(EXTRACTED MATERIAL)

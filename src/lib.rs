//! Calibre Cache - read-only Calibre catalog API with a persistent response cache
//!
//! Query results are memoized in a size-bounded, TTL-expiring store that is
//! snapshotted to disk and survives restarts.

pub mod api;
pub mod cache;
pub mod catalog;
pub mod config;
pub mod error;
pub mod memo;
pub mod models;

pub use api::AppState;
pub use cache::{CacheBackend, CacheStore, SharedCache};
pub use config::Config;
pub use memo::{CacheKey, Memoizer};
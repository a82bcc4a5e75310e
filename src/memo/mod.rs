//! Memoization Module
//!
//! Wraps async producers so that repeated calls with the same [`CacheKey`]
//! are answered from a [`CacheBackend`] until the entry expires.
//!
//! Concurrent callers that miss on the same key are deduplicated: the first
//! one computes, the others wait and then read its result from the cache.
//! Failures are never cached and never shared; a waiter that finds nothing
//! after a failed computation runs the producer itself.

mod key;

use std::collections::HashMap;
use std::future::Future;
use std::sync::{Arc, Mutex, PoisonError};

use serde::{de::DeserializeOwned, Serialize};
use tracing::{debug, warn};

use crate::cache::CacheBackend;

pub use key::CacheKey;

type Slot = Arc<tokio::sync::Mutex<()>>;

// == Memoizer ==
/// Turns producers into cached producers over a shared backend.
#[derive(Debug)]
pub struct Memoizer<B> {
    backend: B,
    in_flight: Arc<Mutex<HashMap<String, Slot>>>,
}

impl<B: Clone> Clone for Memoizer<B> {
    fn clone(&self) -> Self {
        Self {
            backend: self.backend.clone(),
            in_flight: Arc::clone(&self.in_flight),
        }
    }
}

impl<B: CacheBackend> Memoizer<B> {
    pub fn new(backend: B) -> Self {
        Self {
            backend,
            in_flight: Arc::new(Mutex::new(HashMap::new())),
        }
    }

    /// The backend used for lookups and writes, e.g. for invalidation.
    pub fn backend(&self) -> &B {
        &self.backend
    }

    // == Wrap ==
    /// Binds `producer` to `key` and `ttl` (seconds, `None` = store default).
    ///
    /// Nothing runs until [`Memoized::call`] is awaited.
    pub fn wrap<F, Fut, T, E>(&self, key: CacheKey, ttl: Option<u64>, producer: F) -> Memoized<'_, B, F>
    where
        F: FnOnce() -> Fut,
        Fut: Future<Output = Result<T, E>>,
        T: Serialize + DeserializeOwned,
    {
        Memoized {
            memoizer: self,
            key,
            ttl,
            producer,
        }
    }

    /// Shorthand for `wrap(key, ttl, producer).call().await`.
    pub async fn get_or_compute<F, Fut, T, E>(
        &self,
        key: CacheKey,
        ttl: Option<u64>,
        producer: F,
    ) -> Result<T, E>
    where
        F: FnOnce() -> Fut,
        Fut: Future<Output = Result<T, E>>,
        T: Serialize + DeserializeOwned,
    {
        self.wrap(key, ttl, producer).call().await
    }

    /// Cached value under `key`, if present and still of type `T`.
    async fn lookup<T: DeserializeOwned>(&self, key: &CacheKey) -> Option<T> {
        let value = self.backend.get(key.as_str()).await?;
        match serde_json::from_value(value) {
            Ok(hit) => Some(hit),
            Err(e) => {
                warn!("Cached value for {} has an unexpected shape, recomputing: {}", key, e);
                None
            }
        }
    }

    fn acquire_slot(&self, key: &CacheKey) -> SlotGuard {
        let slot = {
            let mut in_flight = self.in_flight.lock().unwrap_or_else(PoisonError::into_inner);
            Arc::clone(in_flight.entry(key.as_str().to_string()).or_default())
        };
        SlotGuard {
            in_flight: Arc::clone(&self.in_flight),
            key: key.as_str().to_string(),
            slot,
        }
    }

    /// Number of keys with a computation in progress or waiting callers.
    pub fn in_flight(&self) -> usize {
        self.in_flight
            .lock()
            .unwrap_or_else(PoisonError::into_inner)
            .len()
    }
}

// == Memoized ==
/// A producer bound to its cache key, ready to be called once.
pub struct Memoized<'a, B, F> {
    memoizer: &'a Memoizer<B>,
    key: CacheKey,
    ttl: Option<u64>,
    producer: F,
}

impl<'a, B, F> Memoized<'a, B, F> {
    pub fn key(&self) -> &CacheKey {
        &self.key
    }
}

impl<'a, B, F, Fut, T, E> Memoized<'a, B, F>
where
    B: CacheBackend,
    F: FnOnce() -> Fut,
    Fut: Future<Output = Result<T, E>>,
    T: Serialize + DeserializeOwned,
{
    /// Returns the cached value, or runs the producer once and caches its
    /// success. Producer errors are returned unchanged.
    pub async fn call(self) -> Result<T, E> {
        let Memoized {
            memoizer,
            key,
            ttl,
            producer,
        } = self;

        let guard = memoizer.acquire_slot(&key);
        let _computing = guard.slot.lock().await;

        if let Some(hit) = memoizer.lookup::<T>(&key).await {
            debug!("Memoized hit for {}", key);
            return Ok(hit);
        }

        debug!("Memoized miss for {}, computing", key);
        let result = producer().await;

        match &result {
            Ok(value) => match serde_json::to_value(value) {
                Ok(encoded) => memoizer.backend.set(key.as_str(), encoded, ttl).await,
                Err(e) => warn!("Result for {} is not cacheable, returning uncached: {}", key, e),
            },
            Err(_) => warn!("Producer for {} failed, nothing cached", key),
        }

        result
    }
}

// == Slot Guard ==
/// Holds a per-key slot; the slot is dropped from the map once its last
/// holder goes away, including when a call is cancelled mid-flight.
struct SlotGuard {
    in_flight: Arc<Mutex<HashMap<String, Slot>>>,
    key: String,
    slot: Slot,
}

impl Drop for SlotGuard {
    fn drop(&mut self) {
        let mut in_flight = self.in_flight.lock().unwrap_or_else(PoisonError::into_inner);
        // Clones are only handed out under this lock: map + us means we are last.
        if Arc::strong_count(&self.slot) == 2 {
            in_flight.remove(&self.key);
        }
    }
}
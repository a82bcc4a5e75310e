//! Shared Cache Handle
//!
//! Async, clonable handle around a [`CacheStore`] and the narrow backend
//! contract the memoizer depends on.

use std::future::Future;
use std::sync::Arc;

use serde_json::Value;
use tokio::sync::Mutex;
use tokio::task;
use tracing::error;

use crate::cache::{CacheStats, CacheStore};

// == Backend Contract ==
/// The get/set/clear surface a memoizer needs from a cache.
///
/// Implementations must serialize their own mutations; callers may share
/// one backend across any number of tasks.
pub trait CacheBackend: Send + Sync {
    /// Returns the live value under `key`, if any.
    fn get(&self, key: &str) -> impl Future<Output = Option<Value>> + Send;

    /// Stores `value` under `key` for `ttl` seconds (`None` = backend default).
    fn set(&self, key: &str, value: Value, ttl: Option<u64>) -> impl Future<Output = ()> + Send;

    /// Removes `key`, or everything when `key` is `None`.
    fn clear(&self, key: Option<&str>) -> impl Future<Output = ()> + Send;
}

// == Shared Cache ==
/// A [`CacheStore`] behind a single async mutex.
///
/// Every operation, including its snapshot write, runs to completion
/// before the next one starts. Operations that may touch the snapshot run
/// on the blocking pool while holding the lock, so a slow disk never
/// stalls a runtime worker.
#[derive(Clone, Debug)]
pub struct SharedCache {
    inner: Arc<Mutex<CacheStore>>,
}

impl SharedCache {
    pub fn new(store: CacheStore) -> Self {
        Self {
            inner: Arc::new(Mutex::new(store)),
        }
    }

    /// Returns current cache statistics.
    pub async fn stats(&self) -> CacheStats {
        self.inner.lock().await.stats()
    }

    pub async fn len(&self) -> usize {
        self.inner.lock().await.len()
    }

    pub async fn is_empty(&self) -> bool {
        self.inner.lock().await.is_empty()
    }

    /// Runs `op` on the blocking pool with exclusive access to the store.
    ///
    /// The lock travels with the task, so a caller that stops waiting does
    /// not cut the operation short. Returns `None` only if `op` panicked.
    async fn with_store<R, F>(&self, op: F) -> Option<R>
    where
        F: FnOnce(&mut CacheStore) -> R + Send + 'static,
        R: Send + 'static,
    {
        let mut store = Arc::clone(&self.inner).lock_owned().await;
        match task::spawn_blocking(move || op(&mut store)).await {
            Ok(result) => Some(result),
            Err(e) => {
                error!("Cache operation aborted: {}", e);
                None
            }
        }
    }
}

impl CacheBackend for SharedCache {
    async fn get(&self, key: &str) -> Option<Value> {
        let key = key.to_string();
        self.with_store(move |store| store.get(&key)).await.flatten()
    }

    async fn set(&self, key: &str, value: Value, ttl: Option<u64>) {
        let key = key.to_string();
        self.with_store(move |store| store.set(key, value, ttl)).await;
    }

    async fn clear(&self, key: Option<&str>) {
        let key = key.map(str::to_string);
        self.with_store(move |store| store.clear(key.as_deref())).await;
    }
}

#[cfg(test)]
mod tests {
    use super::*;
    use serde_json::json;
    use tempfile::TempDir;

    fn memory_cache(max_size: usize) -> SharedCache {
        SharedCache::new(CacheStore::in_memory(max_size, 3600).unwrap())
    }

    #[tokio::test]
    async fn test_shared_set_get_clear() {
        let cache = memory_cache(10);

        cache.set("k", json!("v"), None).await;
        assert_eq!(cache.get("k").await, Some(json!("v")));

        cache.clear(Some("k")).await;
        assert_eq!(cache.get("k").await, None);
    }

    #[tokio::test]
    async fn test_clones_share_state() {
        let cache = memory_cache(10);
        let other = cache.clone();

        cache.set("k", json!(1), None).await;
        assert_eq!(other.get("k").await, Some(json!(1)));
        assert_eq!(other.len().await, 1);
    }

    #[tokio::test]
    async fn test_store_work_runs_off_the_runtime_thread() {
        let cache = memory_cache(10);
        let runtime_thread = std::thread::current().id();

        let store_thread = cache
            .with_store(|_| std::thread::current().id())
            .await
            .unwrap();

        assert_ne!(store_thread, runtime_thread);
    }

    #[tokio::test]
    async fn test_abandoned_set_still_completes() {
        let dir = TempDir::new().unwrap();
        let path = dir.path().join("c.json");
        let cache = SharedCache::new(CacheStore::open(&path, 8, 3600).unwrap());

        let _ = tokio::time::timeout(
            std::time::Duration::ZERO,
            cache.set("k", json!(1), None),
        )
        .await;

        // The next operation waits for the write to release the lock.
        assert_eq!(cache.get("k").await, Some(json!(1)));
        assert!(CacheStore::open(&path, 8, 3600).unwrap().contains("k"));
    }

    #[tokio::test(flavor = "multi_thread", worker_threads = 4)]
    async fn test_concurrent_sets_respect_capacity() {
        let dir = TempDir::new().unwrap();
        let cache = SharedCache::new(CacheStore::open(dir.path().join("c.json"), 8, 3600).unwrap());

        let mut handles = Vec::new();
        for task in 0..8 {
            let cache = cache.clone();
            handles.push(tokio::spawn(async move {
                for i in 0..25 {
                    cache.set(&format!("t{}-{}", task, i), json!(i), None).await;
                    assert!(cache.len().await <= 8);
                }
            }));
        }
        for handle in handles {
            handle.await.unwrap();
        }

        assert_eq!(cache.len().await, 8);
        assert_eq!(cache.stats().await.evictions, 8 * 25 - 8);

        // The snapshot agrees with memory after the last write.
        let reopened = CacheStore::open(dir.path().join("c.json"), 8, 3600).unwrap();
        assert_eq!(reopened.len(), 8);
    }
}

(End EXTRACTED MATERIAL)

**TO DO:** Using the records above, set down exactly the lines from the one with "is cancelled mid-flight." through the one with "current cache statistics.", inclusive, and nothing more.

**EXERCISE SOLUTION:**
/// holder goes away, including when a call is cancelled mid-flight.
struct SlotGuard {
    in_flight: Arc<Mutex<HashMap<String, Slot>>>,
    key: String,
    slot: Slot,
}

impl Drop for SlotGuard {
    fn drop(&mut self) {
        let mut in_flight = self.in_flight.lock().unwrap_or_else(PoisonError::into_inner);
        // Clones are only handed out under this lock: map + us means we are last.
        if Arc::strong_count(&self.slot) == 2 {
            in_flight.remove(&self.key);
        }
    }
}
repository a82bcc4a5e75310e
//! Shared Cache Handle
//!
//! Async, clonable handle around a [`CacheStore`] and the narrow backend
//! contract the memoizer depends on.

use std::future::Future;
use std::sync::Arc;

use serde_json::Value;
use tokio::sync::Mutex;
use tokio::task;
use tracing::error;

use crate::cache::{CacheStats, CacheStore};

// == Backend Contract ==
/// The get/set/clear surface a memoizer needs from a cache.
///
/// Implementations must serialize their own mutations; callers may share
/// one backend across any number of tasks.
pub trait CacheBackend: Send + Sync {
    /// Returns the live value under `key`, if any.
    fn get(&self, key: &str) -> impl Future<Output = Option<Value>> + Send;

    /// Stores `value` under `key` for `ttl` seconds (`None` = backend default).
    fn set(&self, key: &str, value: Value, ttl: Option<u64>) -> impl Future<Output = ()> + Send;

    /// Removes `key`, or everything when `key` is `None`.
    fn clear(&self, key: Option<&str>) -> impl Future<Output = ()> + Send;
}

// == Shared Cache ==
/// A [`CacheStore`] behind a single async mutex.
///
/// Every operation, including its snapshot write, runs to completion
/// before the next one starts. Operations that may touch the snapshot run
/// on the blocking pool while holding the lock, so a slow disk never
/// stalls a runtime worker.
#[derive(Clone, Debug)]
pub struct SharedCache {
    inner: Arc<Mutex<CacheStore>>,
}

impl SharedCache {
    pub fn new(store: CacheStore) -> Self {
        Self {
            inner: Arc::new(Mutex::new(store)),
        }
    }

    /// Returns current cache statistics.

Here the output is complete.